====== Recorded data ======

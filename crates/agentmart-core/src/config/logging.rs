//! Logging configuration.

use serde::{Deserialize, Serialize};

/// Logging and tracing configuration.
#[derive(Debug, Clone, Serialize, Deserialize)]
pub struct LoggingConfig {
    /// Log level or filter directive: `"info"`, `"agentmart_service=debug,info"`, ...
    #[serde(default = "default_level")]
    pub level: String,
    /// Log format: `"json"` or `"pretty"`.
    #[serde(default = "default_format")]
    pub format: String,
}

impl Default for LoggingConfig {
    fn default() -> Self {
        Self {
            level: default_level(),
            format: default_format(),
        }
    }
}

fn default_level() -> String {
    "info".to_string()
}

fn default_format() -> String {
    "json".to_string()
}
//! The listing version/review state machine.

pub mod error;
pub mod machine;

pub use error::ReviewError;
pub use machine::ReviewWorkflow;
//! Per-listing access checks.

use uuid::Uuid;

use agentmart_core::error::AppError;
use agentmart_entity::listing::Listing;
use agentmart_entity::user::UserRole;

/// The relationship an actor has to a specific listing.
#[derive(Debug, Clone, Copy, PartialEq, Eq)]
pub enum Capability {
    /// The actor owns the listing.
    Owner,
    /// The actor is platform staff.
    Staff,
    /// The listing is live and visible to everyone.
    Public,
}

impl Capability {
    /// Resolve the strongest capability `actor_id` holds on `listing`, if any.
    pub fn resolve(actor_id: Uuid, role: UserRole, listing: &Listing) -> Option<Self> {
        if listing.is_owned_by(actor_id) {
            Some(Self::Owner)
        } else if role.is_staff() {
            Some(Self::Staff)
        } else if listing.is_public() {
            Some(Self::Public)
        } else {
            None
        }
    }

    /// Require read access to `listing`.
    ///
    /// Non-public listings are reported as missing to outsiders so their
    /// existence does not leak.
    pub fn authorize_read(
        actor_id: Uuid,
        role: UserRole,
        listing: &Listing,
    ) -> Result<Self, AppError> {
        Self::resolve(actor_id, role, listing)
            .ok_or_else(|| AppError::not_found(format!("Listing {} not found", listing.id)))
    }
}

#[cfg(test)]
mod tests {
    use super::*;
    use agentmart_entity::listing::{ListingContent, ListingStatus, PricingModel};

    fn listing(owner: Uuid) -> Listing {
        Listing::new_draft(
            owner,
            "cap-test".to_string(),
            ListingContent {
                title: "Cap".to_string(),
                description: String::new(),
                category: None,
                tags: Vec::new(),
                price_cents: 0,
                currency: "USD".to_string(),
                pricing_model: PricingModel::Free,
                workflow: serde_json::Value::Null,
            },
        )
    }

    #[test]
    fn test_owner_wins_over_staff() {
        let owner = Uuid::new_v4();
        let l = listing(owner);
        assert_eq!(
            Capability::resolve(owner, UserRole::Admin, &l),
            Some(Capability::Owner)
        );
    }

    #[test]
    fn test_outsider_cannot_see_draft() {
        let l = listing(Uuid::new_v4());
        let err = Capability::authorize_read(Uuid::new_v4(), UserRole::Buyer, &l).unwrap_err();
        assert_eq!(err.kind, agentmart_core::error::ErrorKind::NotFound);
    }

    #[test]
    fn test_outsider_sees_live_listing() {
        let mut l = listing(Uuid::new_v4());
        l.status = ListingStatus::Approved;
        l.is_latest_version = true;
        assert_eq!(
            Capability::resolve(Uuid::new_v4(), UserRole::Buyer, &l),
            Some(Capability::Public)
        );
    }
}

======
====== Recorded data ======

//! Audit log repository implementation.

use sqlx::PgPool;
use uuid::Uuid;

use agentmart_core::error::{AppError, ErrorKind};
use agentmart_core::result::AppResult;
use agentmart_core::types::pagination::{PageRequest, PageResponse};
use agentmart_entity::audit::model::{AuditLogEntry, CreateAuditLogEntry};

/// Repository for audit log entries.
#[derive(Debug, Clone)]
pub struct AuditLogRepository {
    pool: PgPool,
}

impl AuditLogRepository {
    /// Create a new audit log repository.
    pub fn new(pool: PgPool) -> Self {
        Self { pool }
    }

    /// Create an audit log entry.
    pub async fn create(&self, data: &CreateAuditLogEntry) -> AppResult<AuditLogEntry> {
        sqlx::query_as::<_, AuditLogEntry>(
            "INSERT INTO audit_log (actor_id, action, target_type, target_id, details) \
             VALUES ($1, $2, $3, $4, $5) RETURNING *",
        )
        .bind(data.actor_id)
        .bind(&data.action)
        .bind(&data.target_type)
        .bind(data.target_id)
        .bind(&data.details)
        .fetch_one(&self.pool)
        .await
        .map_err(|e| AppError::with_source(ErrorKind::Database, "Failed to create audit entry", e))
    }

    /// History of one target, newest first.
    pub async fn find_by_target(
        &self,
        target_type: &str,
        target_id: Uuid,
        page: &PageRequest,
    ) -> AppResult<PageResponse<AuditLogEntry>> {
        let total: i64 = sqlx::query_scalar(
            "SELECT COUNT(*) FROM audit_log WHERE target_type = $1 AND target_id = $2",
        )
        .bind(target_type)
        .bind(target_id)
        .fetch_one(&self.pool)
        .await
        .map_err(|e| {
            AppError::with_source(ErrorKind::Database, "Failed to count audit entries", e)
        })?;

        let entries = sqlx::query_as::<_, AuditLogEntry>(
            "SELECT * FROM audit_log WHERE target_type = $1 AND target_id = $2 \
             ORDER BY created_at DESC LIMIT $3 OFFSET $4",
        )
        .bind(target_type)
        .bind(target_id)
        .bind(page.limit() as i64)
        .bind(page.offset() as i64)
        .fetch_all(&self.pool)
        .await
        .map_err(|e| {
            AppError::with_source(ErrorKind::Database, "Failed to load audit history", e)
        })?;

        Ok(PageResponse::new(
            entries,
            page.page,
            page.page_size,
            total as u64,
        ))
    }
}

======

* **Activity**
Which lines of the data contain the string "PageResponse"? Copy each of them.

* **Expected answer**
use agentmart_core::types::pagination::{PageRequest, PageResponse};
    ) -> AppResult<PageResponse<AuditLogEntry>> {
        Ok(PageResponse::new(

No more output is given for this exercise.